• **GOAL OF THE EXERCISE**
In the data below, which lines contain "Modifier"? List them by copying each one.

• **GIVEN RECORDS**
┄┄┄┄┄┄┄┄┄┄┄┄┄┄┄┄┄┄┄┄

mod app;
mod art;
mod cli;
mod color;
mod db;
mod error;
mod event;
mod logging;
mod render;
mod theme;
mod tui;
mod types;
mod ui;

use anyhow::Result;
use clap::Parser;

const DEFAULT_TITLE: &str = "Untitled";

fn main() -> Result<()> {
    let cli_opts = cli::Cli::parse();
    let title = match cli_opts.command {
        None => None,
        Some(cli::Command::Preview { title }) => title,
        Some(command) => {
            logging::init_stderr();
            return cli::run(command);
        }
    };

    logging::init_file()?;
    let conn = db::init(&db::default_db_path())?;
    let mut app = app::App::new(conn, title.unwrap_or_else(|| DEFAULT_TITLE.to_string()))?;
    let mut terminal = tui::init()?;
    let result = event::run(&mut app, &mut terminal);

    tui::restore()?;

    result
}
mod canvas;
mod help;
mod helpers;
mod theme;

use ratatui::{
    Frame,
    layout::{Constraint, Direction, Layout},
    prelude::Alignment,
    style::{Modifier, Style},
    text::{Line, Span, Text},
    widgets::{Block, BorderType, Borders, Paragraph},
};

use crate::app::{App, AppView};
use crate::theme::SchemeSource;

pub use theme::UiTheme;

use canvas::ArtCanvas;
use helpers::{clamp_name, contrast_text, rgb_to_color};

/// Renders the entire UI for a single frame.
pub fn draw<Src: SchemeSource>(frame: &mut Frame, app: &App<Src>) {
    let theme = app.theme.presentation();
    let area = frame.area();
    frame.render_widget(
        Block::default().style(Style::default().bg(theme.background())),
        area,
    );

    let layout = Layout::default()
        .direction(Direction::Vertical)
        .constraints([
            Constraint::Length(3),
            Constraint::Min(5),
            Constraint::Length(3),
        ])
        .split(area);

    let title_width = usize::from(layout[0].width.saturating_sub(20));
    let header_lines = vec![Line::from(vec![
        Span::styled(
            "  Pixelhead  ",
            Style::default().fg(theme.background()).bg(theme.primary()),
        ),
        Span::raw(" "),
        Span::styled(
            clamp_name(&app.title, title_width),
            Style::default()
                .fg(theme.secondary())
                .add_modifier(Modifier::BOLD),
        ),
    ])];
    let header = Paragraph::new(Text::from(header_lines))
        .alignment(Alignment::Left)
        .block(bordered(theme));
    frame.render_widget(header, layout[0]);

    let body = bordered(theme);
    let inner = body.inner(layout[1]);
    frame.render_widget(body, layout[1]);
    match (app.view, &app.artwork) {
        (AppView::Help, _) => {
            let help = Paragraph::new(help::build_help_text(theme))
                .style(Style::default().fg(theme.text()));
            frame.render_widget(help, inner);
        }
        (AppView::Preview, Some(artwork)) => {
            frame.render_widget(ArtCanvas { grid: &artwork.grid }, inner);
        }
        (AppView::Preview, None) => {
            let placeholder = Paragraph::new("No artwork")
                .alignment(Alignment::Center)
                .style(Style::default().fg(theme.dim()));
            frame.render_widget(placeholder, inner);
        }
    }

    let footer = Paragraph::new(Text::from(footer_line(app)))
        .alignment(Alignment::Left)
        .block(bordered(theme));
    frame.render_widget(footer, layout[2]);
}

fn bordered(theme: &UiTheme) -> Block<'static> {
    Block::default()
        .borders(Borders::ALL)
        .border_type(BorderType::Rounded)
        .style(Style::default().fg(theme.secondary()).bg(theme.background()))
}

fn footer_line<Src: SchemeSource>(app: &App<Src>) -> Line<'static> {
    let theme = app.theme.presentation();
    if let Some(input) = &app.title_input {
        return Line::from(vec![
            Span::styled("Title: ", Style::default().fg(theme.accent())),
            Span::styled(format!("{input}_"), Style::default().fg(theme.text())),
        ]);
    }
    if let Some(status) = &app.status {
        return Line::from(Span::styled(
            status.clone(),
            Style::default().fg(theme.warn()),
        ));
    }
    // The seed sits on a swatch of the artwork's top-left cell.
    let (seed, seed_style) = match &app.artwork {
        Some(artwork) => {
            let style = match artwork.grid.get(0, 0) {
                Some(corner) => Style::default()
                    .fg(contrast_text(corner))
                    .bg(rgb_to_color(corner)),
                None => Style::default().fg(theme.accent()),
            };
            (format!(" {:08x} ", artwork.seed), style)
        }
        None => (
            " -------- ".to_string(),
            Style::default().fg(theme.accent()),
        ),
    };
    Line::from(vec![
        Span::styled("seed", Style::default().fg(theme.dim())),
        Span::styled(seed, seed_style),
        Span::styled("  strategy ", Style::default().fg(theme.dim())),
        Span::styled(app.strategy.label(), Style::default().fg(theme.accent())),
        Span::styled("  theme ", Style::default().fg(theme.dim())),
        Span::styled(theme.mode().as_str(), Style::default().fg(theme.accent())),
        Span::styled("  ? help", Style::default().fg(theme.dim())),
    ])
}

#[cfg(test)]
mod tests {
    use crossterm::event::KeyCode;
    use ratatui::{Terminal, backend::TestBackend};

    use ratatui::style::Color;

    use super::*;
    use crate::app::AppEvent;
    use crate::db;
    use crate::types::ThemeMode;

    struct Light;

    impl SchemeSource for Light {
        fn current(&self) -> ThemeMode {
            ThemeMode::Light
        }
    }

    fn screen_text(terminal: &Terminal<TestBackend>) -> String {
        let buffer = terminal.backend().buffer();
        buffer.content().iter().map(|cell| cell.symbol()).collect()
    }

    #[test]
    fn draws_preview_footer_and_help() {
        let conn = db::init(":memory:").unwrap();
        let mut app = App::with_scheme(conn, "Hello".to_string(), Light).unwrap();
        let mut terminal = Terminal::new(TestBackend::new(60, 24)).unwrap();

        terminal.draw(|frame| draw(frame, &app)).unwrap();
        let text = screen_text(&terminal);
        assert!(text.contains("Pixelhead"));
        assert!(text.contains("strategy shuffle"));
        assert!(text.contains("theme light"));

        app.update(AppEvent::KeyPress(KeyCode::Char('?')));
        terminal.draw(|frame| draw(frame, &app)).unwrap();
        assert!(screen_text(&terminal).contains("Key bindings"));
    }

    #[test]
    fn footer_seed_sits_on_corner_swatch() {
        let conn = db::init(":memory:").unwrap();
        let app = App::with_scheme(conn, "Cyberpunk Gradient Post".to_string(), Light).unwrap();
        let line = footer_line(&app);
        let seed = &line.spans[1];
        assert_eq!(seed.content, " b35ac863 ");
        // Top-left cell of this title's grid is #ff00ff.
        assert_eq!(seed.style.bg, Some(Color::Rgb(0xff, 0x00, 0xff)));
        assert_eq!(seed.style.fg, Some(Color::White));
    }
}
//! Mulberry32, a tiny seeded PRNG.
//!
//! The arithmetic is reproduced literally with wrapping 32-bit operations.
//! Any "simplification" changes the draw sequence and therefore every image
//! ever generated from an existing title.

/// Seeded generator. One instance per generation; never shared.
#[derive(Clone, Debug)]
pub struct Mulberry32 {
    state: u32,
}

const INCREMENT: u32 = 0x6D2B_79F5;
const TWO_POW_32: f64 = 4_294_967_296.0;

impl Mulberry32 {
    pub fn new(seed: u32) -> Self {
        Self { state: seed }
    }

    pub fn next_u32(&mut self) -> u32 {
        self.state = self.state.wrapping_add(INCREMENT);
        let s = self.state;
        let mut t = (s ^ (s >> 15)).wrapping_mul(s | 1);
        t ^= t.wrapping_add((t ^ (t >> 7)).wrapping_mul(t | 61));
        t ^ (t >> 14)
    }

    /// Uniform draw in `[0, 1)`.
    pub fn next_f64(&mut self) -> f64 {
        f64::from(self.next_u32()) / TWO_POW_32
    }

    /// `floor(next_f64() * n)`, an index in `0..n`. `n` must be non-zero.
    pub fn below(&mut self, n: usize) -> usize {
        debug_assert!(n > 0);
        ((self.next_f64() * n as f64).floor() as usize).min(n - 1)
    }

    /// One draw; true with probability `p`.
    pub fn chance(&mut self, p: f64) -> bool {
        self.next_f64() < p
    }
}

#[cfg(test)]
mod tests {
    use super::*;

    #[test]
    fn reference_sequence() {
        let mut rng = Mulberry32::new(0x2a3b_4c5d);
        let draws: Vec<u32> = (0..5).map(|_| rng.next_u32()).collect();
        assert_eq!(
            draws,
            vec![0xada8_191c, 0x68f1_f586, 0x55ee_59d8, 0x5e1b_029a, 0xbe67_90d6]
        );
    }

    #[test]
    fn floats_are_the_scaled_integers() {
        let mut rng = Mulberry32::new(0x2a3b_4c5d);
        let first = rng.next_f64();
        assert_eq!(first, f64::from(0xada8_191c_u32) / 4_294_967_296.0);
        assert!((0.0..1.0).contains(&first));
    }

    #[test]
    fn zero_seed_is_valid() {
        let mut rng = Mulberry32::new(0);
        assert_eq!(rng.next_u32(), 0x4434_b462);
        assert_eq!(rng.next_u32(), 0x0015_9c37);
        assert_eq!(rng.next_u32(), 0x3928_5b08);
    }

    #[test]
    fn independent_instances_do_not_interfere() {
        let mut a = Mulberry32::new(99);
        let mut b = Mulberry32::new(99);
        a.next_u32();
        let from_a = a.next_u32();
        b.next_u32();
        assert_eq!(b.next_u32(), from_a);
    }

    #[test]
    fn below_stays_in_range() {
        let mut rng = Mulberry32::new(7);
        for _ in 0..1000 {
            assert!(rng.below(12) < 12);
        }
        assert_eq!(rng.below(1), 0);
    }
}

┄┄┄┄┄┄┄┄┄┄┄┄┄┄┄┄┄┄┄┄

• **ANSWER FOR THIS EXERCISE**
    style::{Modifier, Style},
                .add_modifier(Modifier::BOLD),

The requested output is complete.